La financiera Naranja X cerró definitivamente su sucursal de Venado Tuerto, ubicada en Alvear 754, una decisión que se inscribe en el proceso de reconversión digital que la empresa viene desarrollando en distintos puntos del país y que se produce en un escenario marcado por la caída del consumo y la retracción de la actividad comercial. Como consecuencia del cierre, cuatro trabajadores locales quedaron sin empleo.
En las últimas horas, además, se concretó el abandono definitivo del inmueble que durante años funcionó como sede de atención presencial de la compañía en la ciudad. El local ya fue desocupado y dejó de exhibir la identidad comercial de la firma, confirmando así el final de sus operaciones físicas en Venado Tuerto.

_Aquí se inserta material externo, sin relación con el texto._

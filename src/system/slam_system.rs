//! SlamSystem - top-level coordinator.
//!
//! Owns the shared map, the tracking front-end, and the background stages,
//! and enforces the per-frame coordination contract:
//!
//! 1. pending mode changes are fully applied (including waiting for the
//!    mapping stage to park) before the frame reaches tracking, so tracking
//!    never observes a half-applied mode;
//! 2. a pending reset is applied next;
//! 3. the frame is forwarded and the resulting state published under the
//!    state lock for concurrent readers.
//!
//! The mode, reset and state locks are narrow: each is held only to check
//! and clear flags or swap the published snapshot, never across the
//! stop-wait poll loop.

use std::path::Path;
use std::sync::atomic::{AtomicU64, Ordering};
use std::sync::Arc;
use std::thread::{self, JoinHandle};
use std::time::Duration;

use anyhow::Result;
use crossbeam_channel::bounded;
use image::GrayImage;
use parking_lot::Mutex;
use tracing::{error, info, warn};

use crate::features::KeyPoint;
use crate::geometry::SE3;
use crate::io::trajectory;
use crate::local_mapping::LocalMapper;
use crate::loop_closing::{LoopCloser, LoopCloserConfig, LoopControl};
use crate::map::{KeyframeId, LandmarkId};
use crate::persistence::{self, LoadReport, PersistenceError};
use crate::tracking::{DepthImage, SensorInput, Tracker, TrackingFrontend, TrackingState};
use crate::vocabulary::Vocabulary;

use super::config::{Sensor, SystemConfig};
use super::shared_state::SharedState;
use super::worker::{LoopStage, StageControl, WorkerStage};

/// Capacity of the keyframe channels between the stages.
const KEYFRAME_CHANNEL_CAPACITY: usize = 5;

/// Poll interval while waiting for the mapping stage to park.
const MODE_POLL: Duration = Duration::from_millis(1);

/// Poll interval while waiting for stages to finish during shutdown.
const SHUTDOWN_POLL: Duration = Duration::from_millis(5);

/// Pending mode-change requests, guarded by the mode lock.
#[derive(Default)]
struct ModeRequests {
    activate_localization: bool,
    deactivate_localization: bool,
}

/// Which mode change to apply during the current frame.
enum ModeChange {
    Activate,
    Deactivate,
}

/// Published per-frame tracking results, guarded by the state lock.
#[derive(Default, Clone)]
struct TrackingSnapshot {
    state: TrackingState,
    tracked_landmarks: Vec<Option<LandmarkId>>,
    tracked_keypoints: Vec<KeyPoint>,
}

/// The top-level SLAM system.
pub struct SlamSystem {
    sensor: Sensor,
    shared: Arc<SharedState>,
    vocabulary: Option<Arc<Vocabulary>>,

    tracker: Box<dyn TrackingFrontend>,

    mapping: Arc<dyn WorkerStage>,
    loop_closing: Arc<dyn LoopStage>,
    viewer: Option<Arc<dyn WorkerStage>>,
    mapping_handle: Option<JoinHandle<()>>,
    loop_handle: Option<JoinHandle<()>>,

    mode: Mutex<ModeRequests>,
    reset_requested: Mutex<bool>,
    snapshot: Mutex<TrackingSnapshot>,

    /// High-water mark for `map_changed`.
    seen_map_version: AtomicU64,

    shut_down: bool,
}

La medida forma parte de una estrategia que Naranja X viene implementando desde hace tiempo y que apunta a profundizar la digitalización de sus servicios, reduciendo progresivamente la atención presencial para concentrar la operatoria en plataformas virtuales y canales digitales. Sin embargo, la decisión se da en un contexto económico complejo, atravesado por la caída del consumo, el cierre de comercios y la pérdida sostenida de puestos de trabajo en distintos sectores de la economía argentina.

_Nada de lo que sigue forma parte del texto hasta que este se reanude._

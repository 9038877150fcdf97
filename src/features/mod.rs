//! Feature observation payload types.
//!
//! These are the plain-data types that flow between the tracking front-end,
//! the map, and the persistence codec:
//! - [`KeyPoint`] - a 2D feature detection with pyramid/score metadata
//! - [`DenseMatrix`] - an owned, contiguous, row-major matrix buffer used for
//!   descriptor blocks and serialized pose payloads
//!
//! The matrix type intentionally mirrors the layout a dense CV matrix dumps
//! to disk: shape, element size, element type tag, then the raw bytes.

/// A detected 2D feature point.
#[derive(Debug, Clone, Copy, PartialEq, Default)]
pub struct KeyPoint {
    /// Image x coordinate in pixels.
    pub x: f32,
    /// Image y coordinate in pixels.
    pub y: f32,
    /// Dominant orientation in degrees, or -1.0 if not computed.
    pub angle: f32,
    /// Pyramid octave the point was detected at.
    pub octave: i32,
    /// Detector response score.
    pub response: f32,
    /// Optional cluster/class label, -1 if unused.
    pub class_id: i32,
}

impl KeyPoint {
    pub fn new(x: f32, y: f32, angle: f32, octave: i32, response: f32, class_id: i32) -> Self {
        Self {
            x,
            y,
            angle,
            octave,
            response,
            class_id,
        }
    }
}

/// Element type of a [`DenseMatrix`].
///
/// The discriminants double as the on-disk type tag and follow the OpenCV
/// depth codes so files stay readable by tooling that knows that convention.
#[derive(Debug, Clone, Copy, PartialEq, Eq)]
pub enum MatDepth {
    U8 = 0,
    F32 = 5,
    F64 = 6,
}

impl MatDepth {
    /// Size of one element in bytes.
    pub fn elem_size(&self) -> usize {
        match self {
            MatDepth::U8 => 1,
            MatDepth::F32 => 4,
            MatDepth::F64 => 8,
        }
    }

    /// Numeric tag written to disk.
    pub fn tag(&self) -> u64 {
        *self as u64
    }

    /// Parse a tag read from disk.
    pub fn from_tag(tag: u64) -> Option<Self> {
        match tag {
            0 => Some(MatDepth::U8),
            5 => Some(MatDepth::F32),
            6 => Some(MatDepth::F64),
            _ => None,
        }
    }
}

/// An owned dense matrix: row-major, always contiguous.
///
/// Element bytes are stored little-endian, so the buffer round-trips
/// byte-exactly through the map codec regardless of how it was built.
#[derive(Debug, Clone, PartialEq)]
pub struct DenseMatrix {
    rows: usize,
    cols: usize,
    depth: MatDepth,
    data: Vec<u8>,
}

impl DenseMatrix {
    /// Create a zero-filled matrix.
    pub fn zeros(rows: usize, cols: usize, depth: MatDepth) -> Self {
        Self {
            rows,
            cols,
            depth,
            data: vec![0u8; rows * cols * depth.elem_size()],
        }
    }

    /// Build a U8 matrix from row slices. All rows must share `cols` length.
    pub fn from_u8_rows(rows: &[Vec<u8>], cols: usize) -> Self {
        let mut data = Vec::with_capacity(rows.len() * cols);
        for row in rows {
            debug_assert_eq!(row.len(), cols);
            data.extend_from_slice(row);
        }
        Self {
            rows: rows.len(),
            cols,
            depth: MatDepth::U8,
            data,
        }
    }

    /// Build an F64 matrix from a flat row-major slice.
    pub fn from_f64s(rows: usize, cols: usize, values: &[f64]) -> Self {
        debug_assert_eq!(values.len(), rows * cols);
        let mut data = Vec::with_capacity(values.len() * 8);
        for v in values {
            data.extend_from_slice(&v.to_le_bytes());
        }
        Self {
            rows,
            cols,
            depth: MatDepth::F64,
            data,
        }
    }

    /// Reassemble a matrix from decoded parts.
    ///
    /// Fails if the buffer length does not match the declared shape.
    pub fn from_raw(rows: usize, cols: usize, depth: MatDepth, data: Vec<u8>) -> Option<Self> {
        if data.len() != rows * cols * depth.elem_size() {
            return None;
        }
        Some(Self {
            rows,
            cols,
            depth,
            data,
        })
    }

    pub fn rows(&self) -> usize {
        self.rows
    }

    pub fn cols(&self) -> usize {
        self.cols
    }

    pub fn depth(&self) -> MatDepth {
        self.depth
    }

    pub fn is_empty(&self) -> bool {
        self.data.is_empty()
    }

    /// The raw contiguous byte buffer, `rows * cols * elem_size` long.
    pub fn bytes(&self) -> &[u8] {
        &self.data
    }

    /// One row as raw bytes.
    pub fn row_bytes(&self, row: usize) -> Option<&[u8]> {
        let stride = self.cols * self.depth.elem_size();
        let start = row.checked_mul(stride)?;
        self.data.get(start..start + stride)
    }

    /// Decode the buffer as f64 values, row-major.
    ///
    /// Returns `None` when the element type is not F64.
    pub fn to_f64_vec(&self) -> Option<Vec<f64>> {
        if self.depth != MatDepth::F64 {
            return None;
        }
        Some(
            self.data
                .chunks_exact(8)
                .map(|c| {
                    let mut buf = [0u8; 8];
                    buf.copy_from_slice(c);
                    f64::from_le_bytes(buf)
                })
                .collect(),
        )
    }
}

impl Default for DenseMatrix {
    fn default() -> Self {
        Self::zeros(0, 0, MatDepth::U8)
    }
}

/// Hamming distance between two equally sized binary descriptor rows.
pub fn hamming_distance(a: &[u8], b: &[u8]) -> u32 {
    a.iter()
        .zip(b.iter())
        .map(|(x, y)| (x ^ y).count_ones())
        .sum()
}

#[cfg(test)]
mod tests {
    use super::*;

    #[test]
    fn test_f64_roundtrip() {
        let values = [1.0, -2.5, 3.25, std::f64::consts::PI];
        let m = DenseMatrix::from_f64s(2, 2, &values);
        assert_eq!(m.to_f64_vec().unwrap(), values);
    }

    #[test]
    fn test_from_raw_rejects_bad_length() {
        assert!(DenseMatrix::from_raw(2, 2, MatDepth::F64, vec![0u8; 31]).is_none());
        assert!(DenseMatrix::from_raw(2, 2, MatDepth::F64, vec![0u8; 32]).is_some());
    }

    #[test]
    fn test_row_bytes() {
        let m = DenseMatrix::from_u8_rows(&[vec![1, 2, 3], vec![4, 5, 6]], 3);
        assert_eq!(m.row_bytes(0), Some(&[1u8, 2, 3][..]));
        assert_eq!(m.row_bytes(1), Some(&[4u8, 5, 6][..]));
        assert_eq!(m.row_bytes(2), None);
    }

    #[test]
    fn test_hamming_distance() {
        assert_eq!(hamming_distance(&[0b1010], &[0b0101]), 4);
        assert_eq!(hamming_distance(&[0xff, 0x00], &[0xff, 0x00]), 0);
    }

    #[test]
    fn test_depth_tags() {
        assert_eq!(MatDepth::from_tag(0), Some(MatDepth::U8));
        assert_eq!(MatDepth::from_tag(5), Some(MatDepth::F32));
        assert_eq!(MatDepth::from_tag(6), Some(MatDepth::F64));
        assert_eq!(MatDepth::from_tag(3), None);
    }
}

La empresa, controlada mayoritariamente por el Grupo Financiero Galicia, ha venido cerrando sucursales en diversas localidades del interior argentino. En los últimos meses se reportaron situaciones similares en ciudades de Salta, Misiones, Entre Ríos y Córdoba, donde los cierres también estuvieron acompañados por despidos de personal.
En el caso de Venado Tuerto, la decisión impacta en un escenario local que no escapa a las dificultades que atraviesa el mercado laboral. Si bien el número de trabajadores afectados es reducido, la pérdida de cuatro empleos formales representa un nuevo golpe para una economía que viene mostrando señales de desaceleración en distintos rubros.

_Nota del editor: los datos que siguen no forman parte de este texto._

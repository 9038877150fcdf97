//! Local mapping: the background stage that maintains the map graph.
//!
//! Receives new keyframes from tracking over a bounded channel and keeps the
//! covisibility graph, spanning tree and place-recognition index current.

mod local_mapper;

pub use local_mapper::LocalMapper;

Además de la cuestión laboral, el cierre elimina una alternativa de atención presencial para clientes que realizaban consultas, trámites, reclamos o gestiones vinculadas a créditos y servicios financieros. Aunque la compañía sostiene que la mayoría de las operaciones pueden efectuarse de manera digital, la desaparición de la sucursal implica un cambio importante para usuarios que todavía valoran el contacto directo y el asesoramiento personalizado.
De este modo, Venado Tuerto se suma a la lista de ciudades donde Naranja X decidió poner fin a la atención física, consolidando un modelo de negocio cada vez más orientado a la virtualidad y con menor presencia territorial.